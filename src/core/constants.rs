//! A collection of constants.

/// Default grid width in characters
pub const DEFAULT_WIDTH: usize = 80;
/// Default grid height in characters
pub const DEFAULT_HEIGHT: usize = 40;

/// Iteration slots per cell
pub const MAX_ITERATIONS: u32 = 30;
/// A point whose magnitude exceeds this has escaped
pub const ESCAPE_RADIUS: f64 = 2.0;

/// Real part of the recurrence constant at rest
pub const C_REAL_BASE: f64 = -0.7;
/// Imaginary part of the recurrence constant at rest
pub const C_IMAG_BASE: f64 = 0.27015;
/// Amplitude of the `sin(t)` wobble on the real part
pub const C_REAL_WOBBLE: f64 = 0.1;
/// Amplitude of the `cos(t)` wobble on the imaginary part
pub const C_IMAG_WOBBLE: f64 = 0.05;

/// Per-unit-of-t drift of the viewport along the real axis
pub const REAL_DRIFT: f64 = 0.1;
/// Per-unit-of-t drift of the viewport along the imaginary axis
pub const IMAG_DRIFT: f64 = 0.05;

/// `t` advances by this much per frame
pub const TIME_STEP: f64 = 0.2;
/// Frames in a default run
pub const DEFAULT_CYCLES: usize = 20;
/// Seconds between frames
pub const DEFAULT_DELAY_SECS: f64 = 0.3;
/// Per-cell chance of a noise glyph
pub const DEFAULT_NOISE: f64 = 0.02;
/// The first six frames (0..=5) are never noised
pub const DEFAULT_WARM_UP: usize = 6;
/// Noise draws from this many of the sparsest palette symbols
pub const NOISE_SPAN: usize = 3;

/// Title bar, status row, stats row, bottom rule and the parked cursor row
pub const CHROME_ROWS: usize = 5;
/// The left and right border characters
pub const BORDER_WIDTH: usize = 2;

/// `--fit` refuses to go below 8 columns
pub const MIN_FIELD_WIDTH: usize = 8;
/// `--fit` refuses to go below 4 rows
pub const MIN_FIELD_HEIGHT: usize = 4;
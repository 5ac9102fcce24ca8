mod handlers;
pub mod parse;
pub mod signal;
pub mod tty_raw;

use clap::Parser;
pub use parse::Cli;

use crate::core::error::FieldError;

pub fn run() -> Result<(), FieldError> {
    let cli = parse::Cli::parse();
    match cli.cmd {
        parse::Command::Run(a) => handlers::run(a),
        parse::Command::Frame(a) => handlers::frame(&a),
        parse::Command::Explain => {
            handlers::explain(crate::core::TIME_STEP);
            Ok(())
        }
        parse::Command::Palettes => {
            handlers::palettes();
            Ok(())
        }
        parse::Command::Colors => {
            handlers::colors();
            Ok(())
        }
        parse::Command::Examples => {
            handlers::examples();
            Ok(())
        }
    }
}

++++++++++++++++++++

Task brief :: Once the line with "sparsest palette symbols" is found in the records above, print exactly that line and every line after it through the line with "handlers::colors();".

Answer to the problem ::
/// Noise draws from this many of the sparsest palette symbols
pub const NOISE_SPAN: usize = 3;

/// Title bar, status row, stats row, bottom rule and the parked cursor row
pub const CHROME_ROWS: usize = 5;
/// The left and right border characters
pub const BORDER_WIDTH: usize = 2;

/// `--fit` refuses to go below 8 columns
pub const MIN_FIELD_WIDTH: usize = 8;
/// `--fit` refuses to go below 4 rows
pub const MIN_FIELD_HEIGHT: usize = 4;
repository 5ac9102fcce24ca8
mod handlers;
pub mod parse;
pub mod signal;
pub mod tty_raw;

use clap::Parser;
pub use parse::Cli;

use crate::core::error::FieldError;

pub fn run() -> Result<(), FieldError> {
    let cli = parse::Cli::parse();
    match cli.cmd {
        parse::Command::Run(a) => handlers::run(a),
        parse::Command::Frame(a) => handlers::frame(&a),
        parse::Command::Explain => {
            handlers::explain(crate::core::TIME_STEP);
            Ok(())
        }
        parse::Command::Palettes => {
            handlers::palettes();
            Ok(())
        }
        parse::Command::Colors => {
            handlers::colors();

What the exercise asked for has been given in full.